Background and Importance The absence of marketed medicines adjusted to the pathophysiological profile of the neonate often implies the preparation of personalised compounded medicines. To meet therapeutic needs and improve medicines’ stability, several vehicles have been developed and studied for different drugs. The choice of excipients is a critical point in paediatric compounded formulations (PCF), as there are limits inherent to the target population.
Aim and Objectives Evaluation of exposure to PCF excipients, according to individualised medical prescriptions to patients admitted to a Neonatal Intensive Care Unit (NICU) between September 2019 and August 2020, considering the recommended limits. Search for related adverse events (AEs) when limits are exceeded. Propose solutions for the non-conformities detected.
Material and Methods Definition of excipients to be evaluated, search of the respective recommended limits and AE reported.
Ranking PCF containing at least one of the selected excipients and calculation of its concentration in the formulation.
Analysis of prescriptions, calculation of excipient/patient daily intake and evaluation according to age recommendations.
In cases where the limits were exceeded, search the patient’s medical record for AE that may be related to exposure to the excipient.

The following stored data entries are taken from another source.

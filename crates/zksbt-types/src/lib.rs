#![forbid(unsafe_code)]
#![warn(clippy::all)]

pub mod address;
pub mod constants;
pub mod crypto;
pub mod error;

pub use address::{ClaimAddress, EthAddress};
pub use constants::*;
pub use crypto::{EcdsaSignature, Secp256k1PrivateKey, Secp256k1PublicKey};
pub use error::{ZksbtError, ZksbtResult};

#[cfg(test)]
mod tests {
    use super::*;

    #[test]
    fn test_eth_address() {
        let addr = EthAddress::from_bytes([
            0xde, 0xad, 0xbe, 0xef, 0x00, 0x11, 0x22, 0x33, 0x44, 0x55, 0x66, 0x77, 0x88, 0x99,
            0xaa, 0xbb, 0xcc, 0xdd, 0xee, 0xff,
        ]);
        let hex = addr.to_hex();
        assert!(hex.starts_with("0x"));
        assert_eq!(hex.len(), 42);

        let parsed = EthAddress::from_hex(&hex).unwrap();
        assert_eq!(addr, parsed);
    }

    #[test]
    fn test_eip55_checksum() {
        // Reference vector from EIP-55.
        let addr = EthAddress::from_hex("0x5aaeb6053f3e94c9b9a09f33669435e7ef1beaed").unwrap();
        assert_eq!(addr.to_checksum(), "0x5aAeb6053F3E94C9b9A09f33669435E7Ef1BeAed");
    }

    #[test]
    fn test_signature_hex() {
        let sig = EcdsaSignature::new([0x11; 32], [0x22; 32], 27);
        let hex = sig.to_hex();
        assert_eq!(hex.len(), 2 + 130);

        let parsed = EcdsaSignature::from_hex(&hex).unwrap();
        assert_eq!(parsed, sig);

        assert!(EcdsaSignature::from_hex("0x1234").is_err());
    }

    #[test]
    fn test_retryable_errors() {
        let conflict = ZksbtError::IdAllocationConflict {
            pool: "12/100".into(),
            id: 7,
        };
        assert!(conflict.is_retryable());

        let revert = ZksbtError::LedgerRevert("zksbt exist!".into());
        assert!(!revert.is_retryable());
    }
}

Results Evaluated excipients: benzyl alcohol, benzoic acid/sodium benzoate, ethanol, propylene glycol (PG), propylparaben (PP), polysorbate 80 and sorbitol.
Considering the 10 selected PCF, present in 86 prescriptions corresponding to 172 exposures, only 2 of the evaluated excipients were found: PP and PG. In 52 exposures there was ingestion above recommended limits, 50 of which were of PG in neonates with less than 28 days of age. 5 records of AE described in bibliography with a causal link were found in the medical files.
Conclusion and Relevance In cases of formulations where exceeded excipient limits were detected, an alternative with a different composition or concentration should be investigated. As 50 out of 52 non-compliances were with PG, used as a solvent in the paraben concentrate, this formulation will be tested using water instead of PG. It was not possible to retrospectively confirm a causal assessment related to the AE found as these are common clinical conditions in these patients. Individualisation of medication through compounding is the right direction as it best suits the patient’s profile. However, the choice of excipients is crucial for patient safety.